> **Work to complete**
Extract, from the records beneath this instruction, each line that contains the word "Result".

(Stored data)
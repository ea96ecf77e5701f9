//! Extra column descriptions merged into an extracted record
//!
//! The overlay file is a JSON object `{ table: { column: description } }`. Entries
//! for tables or columns absent from the record are skipped.

use crate::error::{CoreError, Result};
use crate::models::MetadataRecord;
use serde::Deserialize;
use std::collections::BTreeMap;
use std::path::Path;
use tracing::{debug, warn};

/// Table → column → supplementary description
#[derive(Debug, Clone, Default, PartialEq, Eq, Deserialize)]
#[serde(transparent)]
pub struct DescriptionOverlay {
    tables: BTreeMap<String, BTreeMap<String, String>>,
}

impl DescriptionOverlay {
    /// Load an overlay file. A missing file is not an error and yields `None`.
    pub fn load(path: &Path) -> Result<Option<Self>> {
        let content = match std::fs::read_to_string(path) {
            Ok(content) => content,
            Err(e) if e.kind() == std::io::ErrorKind::NotFound => {
                debug!(path = %path.display(), "No description overlay (optional)");
                return Ok(None);
            }
            Err(e) => return Err(CoreError::from_read(path, e)),
        };

        let overlay = serde_json::from_str(&content).map_err(|e| CoreError::json_parse(path, e))?;
        Ok(Some(overlay))
    }

    /// Set `extra_description` on matching columns, returning how many were set
    pub fn apply(&self, metadata: &mut MetadataRecord) -> usize {
        let mut applied = 0;

        for (table_name, descriptions) in &self.tables {
            let Some(table) = metadata.get_mut(table_name) else {
                warn!(table = %table_name, "Overlay table not in metadata, skipping");
                continue;
            };

            for (column_name, text) in descriptions {
                match table.columns.get_mut(column_name) {
                    Some(column) => {
                        column.extra_description = Some(text.clone());
                        applied += 1;
                    }
                    None => {
                        debug!(table = %table_name, column = %column_name, "Overlay column not found");
                    }
                }
            }
        }

        applied
    }
}

#[cfg(test)]
mod tests {
    use super::*;
    use crate::models::{ColumnMetadata, TableMetadata};
    use tempfile::tempdir;

    fn record_with_orders() -> MetadataRecord {
        let mut table = TableMetadata::default();
        table.columns.insert("id".into(), ColumnMetadata::new("id"));
        table
            .columns
            .insert("status".into(), ColumnMetadata::new("status"));

        let mut record = MetadataRecord::new();
        record.insert("orders".into(), table);
        record
    }

    #[test]
    fn test_missing_overlay_is_none() {
        let dir = tempdir().unwrap();
        let overlay = DescriptionOverlay::load(&dir.path().join("extra.json")).unwrap();
        assert!(overlay.is_none());
    }

    #[test]
    fn test_apply_matching_entries_only() {
        let dir = tempdir().unwrap();
        let path = dir.path().join("extra.json");
        std::fs::write(
            &path,
            r#"{
                "orders": {"status": "Lifecycle state", "ghost": "not a column"},
                "customers": {"id": "never applied"}
            }"#,
        )
        .unwrap();

        let overlay = DescriptionOverlay::load(&path).unwrap().unwrap();
        let mut record = record_with_orders();
        let applied = overlay.apply(&mut record);

        assert_eq!(applied, 1);
        let columns = &record["orders"].columns;
        assert_eq!(
            columns["status"].extra_description.as_deref(),
            Some("Lifecycle state")
        );
        assert!(columns["id"].extra_description.is_none());
        assert!(!record.contains_key("customers"));
    }

    #[test]
    fn test_malformed_overlay_is_error() {
        let dir = tempdir().unwrap();
        let path = dir.path().join("extra.json");
        std::fs::write(&path, r#"{"orders": ["not", "a", "map"]}"#).unwrap();

        let err = DescriptionOverlay::load(&path).unwrap_err();
        assert!(matches!(err, CoreError::JsonParse { .. }));
    }
}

> **Written solution**
use crate::error::{CoreError, Result};
    pub fn load(path: &Path) -> Result<Option<Self>> {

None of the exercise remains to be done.